▸ About this exercise: In the listing below, write out exactly each line from the first through the one containing "use tracing::instrument;".

▸ Entries shown:
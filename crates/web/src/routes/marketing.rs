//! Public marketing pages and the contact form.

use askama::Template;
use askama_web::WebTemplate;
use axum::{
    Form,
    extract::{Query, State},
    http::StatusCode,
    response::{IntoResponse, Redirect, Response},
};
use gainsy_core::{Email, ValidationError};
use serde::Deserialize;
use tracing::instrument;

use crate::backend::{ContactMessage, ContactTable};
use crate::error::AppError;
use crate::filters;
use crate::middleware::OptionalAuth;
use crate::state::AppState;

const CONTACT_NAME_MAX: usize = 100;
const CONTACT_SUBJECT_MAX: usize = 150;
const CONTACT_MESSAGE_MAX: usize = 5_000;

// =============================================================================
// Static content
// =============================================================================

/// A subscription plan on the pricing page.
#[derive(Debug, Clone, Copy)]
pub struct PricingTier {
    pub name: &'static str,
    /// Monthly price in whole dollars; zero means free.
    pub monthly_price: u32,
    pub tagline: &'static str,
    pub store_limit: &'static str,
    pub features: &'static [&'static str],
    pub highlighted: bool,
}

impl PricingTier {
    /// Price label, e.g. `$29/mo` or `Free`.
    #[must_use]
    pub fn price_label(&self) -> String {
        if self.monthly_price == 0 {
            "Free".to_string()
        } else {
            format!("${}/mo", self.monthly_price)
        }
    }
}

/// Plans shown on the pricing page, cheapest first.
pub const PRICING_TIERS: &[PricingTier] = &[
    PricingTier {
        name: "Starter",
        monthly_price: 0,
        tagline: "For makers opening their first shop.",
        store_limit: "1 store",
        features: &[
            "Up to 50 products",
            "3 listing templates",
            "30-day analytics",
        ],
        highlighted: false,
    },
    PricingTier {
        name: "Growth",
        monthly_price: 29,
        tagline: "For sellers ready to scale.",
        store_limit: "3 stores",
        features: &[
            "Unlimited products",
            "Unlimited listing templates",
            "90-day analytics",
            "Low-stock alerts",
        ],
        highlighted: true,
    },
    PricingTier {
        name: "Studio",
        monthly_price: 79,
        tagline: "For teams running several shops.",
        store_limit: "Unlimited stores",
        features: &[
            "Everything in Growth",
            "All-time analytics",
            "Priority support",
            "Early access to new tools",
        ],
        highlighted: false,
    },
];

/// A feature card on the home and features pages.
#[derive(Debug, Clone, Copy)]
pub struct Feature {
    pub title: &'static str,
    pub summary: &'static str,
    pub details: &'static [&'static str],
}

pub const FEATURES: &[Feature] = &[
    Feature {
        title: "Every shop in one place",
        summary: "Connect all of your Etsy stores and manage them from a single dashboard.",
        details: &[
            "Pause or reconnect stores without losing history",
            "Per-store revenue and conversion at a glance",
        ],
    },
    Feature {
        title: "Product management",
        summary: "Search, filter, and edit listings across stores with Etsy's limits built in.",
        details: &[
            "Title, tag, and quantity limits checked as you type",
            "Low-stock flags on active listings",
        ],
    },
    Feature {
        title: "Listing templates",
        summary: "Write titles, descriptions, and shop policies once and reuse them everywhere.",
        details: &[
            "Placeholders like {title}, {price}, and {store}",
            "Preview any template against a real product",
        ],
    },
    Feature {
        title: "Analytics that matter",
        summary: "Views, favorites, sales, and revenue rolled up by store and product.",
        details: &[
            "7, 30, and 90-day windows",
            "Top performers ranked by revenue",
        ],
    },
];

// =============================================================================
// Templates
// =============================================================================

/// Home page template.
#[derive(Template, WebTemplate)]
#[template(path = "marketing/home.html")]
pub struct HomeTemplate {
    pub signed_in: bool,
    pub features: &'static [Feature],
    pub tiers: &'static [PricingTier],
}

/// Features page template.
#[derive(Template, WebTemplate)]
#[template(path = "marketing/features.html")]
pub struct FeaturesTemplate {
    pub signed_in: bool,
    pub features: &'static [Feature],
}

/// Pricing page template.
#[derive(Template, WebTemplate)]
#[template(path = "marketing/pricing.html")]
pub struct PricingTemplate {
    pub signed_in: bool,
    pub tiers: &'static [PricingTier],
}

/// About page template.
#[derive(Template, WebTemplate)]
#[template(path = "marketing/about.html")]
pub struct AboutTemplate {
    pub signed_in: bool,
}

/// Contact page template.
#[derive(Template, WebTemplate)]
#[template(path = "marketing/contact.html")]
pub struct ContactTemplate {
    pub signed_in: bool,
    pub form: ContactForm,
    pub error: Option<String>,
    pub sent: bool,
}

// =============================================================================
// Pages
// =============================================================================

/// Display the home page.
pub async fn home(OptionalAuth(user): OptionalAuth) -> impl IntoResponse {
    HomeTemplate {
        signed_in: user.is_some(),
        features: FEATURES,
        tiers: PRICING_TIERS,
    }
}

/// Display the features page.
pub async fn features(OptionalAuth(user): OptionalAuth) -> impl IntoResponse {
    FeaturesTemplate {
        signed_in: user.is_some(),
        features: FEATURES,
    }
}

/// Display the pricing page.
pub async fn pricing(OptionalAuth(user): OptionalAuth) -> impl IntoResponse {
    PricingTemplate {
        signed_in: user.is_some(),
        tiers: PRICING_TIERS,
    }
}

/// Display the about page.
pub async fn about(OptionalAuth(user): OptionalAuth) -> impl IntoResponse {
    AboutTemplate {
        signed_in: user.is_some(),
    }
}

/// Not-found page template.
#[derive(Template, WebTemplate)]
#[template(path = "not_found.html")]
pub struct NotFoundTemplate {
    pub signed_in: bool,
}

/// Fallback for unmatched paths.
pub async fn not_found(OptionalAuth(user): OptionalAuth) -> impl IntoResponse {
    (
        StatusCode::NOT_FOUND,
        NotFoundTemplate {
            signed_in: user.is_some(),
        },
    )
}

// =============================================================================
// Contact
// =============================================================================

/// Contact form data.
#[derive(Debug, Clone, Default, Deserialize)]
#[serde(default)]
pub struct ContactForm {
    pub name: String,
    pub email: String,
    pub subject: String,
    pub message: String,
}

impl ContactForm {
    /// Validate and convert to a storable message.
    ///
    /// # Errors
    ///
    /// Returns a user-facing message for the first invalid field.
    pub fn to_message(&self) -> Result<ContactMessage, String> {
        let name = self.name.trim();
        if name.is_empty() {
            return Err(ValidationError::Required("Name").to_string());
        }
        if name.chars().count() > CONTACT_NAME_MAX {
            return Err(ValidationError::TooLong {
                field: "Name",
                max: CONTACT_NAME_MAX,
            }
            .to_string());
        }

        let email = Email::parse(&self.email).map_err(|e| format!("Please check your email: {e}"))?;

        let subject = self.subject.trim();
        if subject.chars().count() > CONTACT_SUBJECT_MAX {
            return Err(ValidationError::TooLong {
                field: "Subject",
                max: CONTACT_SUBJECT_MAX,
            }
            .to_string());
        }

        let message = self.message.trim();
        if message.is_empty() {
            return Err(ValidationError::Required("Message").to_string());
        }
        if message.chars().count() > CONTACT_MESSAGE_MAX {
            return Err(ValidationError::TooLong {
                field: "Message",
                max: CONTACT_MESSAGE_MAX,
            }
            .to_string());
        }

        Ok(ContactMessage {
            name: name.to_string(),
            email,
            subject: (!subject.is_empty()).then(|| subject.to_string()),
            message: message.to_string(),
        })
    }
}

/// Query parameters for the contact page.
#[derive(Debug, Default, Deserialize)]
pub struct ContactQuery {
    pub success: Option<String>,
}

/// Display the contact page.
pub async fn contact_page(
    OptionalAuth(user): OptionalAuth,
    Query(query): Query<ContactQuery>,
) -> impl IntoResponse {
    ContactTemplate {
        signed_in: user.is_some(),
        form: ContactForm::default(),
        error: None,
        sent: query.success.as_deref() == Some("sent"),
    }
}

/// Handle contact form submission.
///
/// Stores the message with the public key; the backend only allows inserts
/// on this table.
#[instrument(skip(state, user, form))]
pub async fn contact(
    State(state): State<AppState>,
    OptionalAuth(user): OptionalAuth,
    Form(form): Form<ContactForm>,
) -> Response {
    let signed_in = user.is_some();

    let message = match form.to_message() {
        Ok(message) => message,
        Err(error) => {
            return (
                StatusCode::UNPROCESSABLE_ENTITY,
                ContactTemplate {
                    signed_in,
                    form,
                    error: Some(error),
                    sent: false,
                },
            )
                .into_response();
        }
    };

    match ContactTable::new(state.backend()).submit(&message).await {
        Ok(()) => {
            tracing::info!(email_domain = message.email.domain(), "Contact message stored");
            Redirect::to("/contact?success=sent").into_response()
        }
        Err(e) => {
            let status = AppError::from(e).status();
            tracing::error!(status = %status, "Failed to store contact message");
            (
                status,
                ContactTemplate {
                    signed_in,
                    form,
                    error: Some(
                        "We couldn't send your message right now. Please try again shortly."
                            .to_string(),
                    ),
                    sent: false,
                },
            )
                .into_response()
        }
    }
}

▸ Solution for this task:
filename crates/web/src/routes/marketing.rs
//! Public marketing pages and the contact form.

use askama::Template;
use askama_web::WebTemplate;
use axum::{
    Form,
    extract::{Query, State},
    http::StatusCode,
    response::{IntoResponse, Redirect, Response},
};
use gainsy_core::{Email, ValidationError};
use serde::Deserialize;
use tracing::instrument;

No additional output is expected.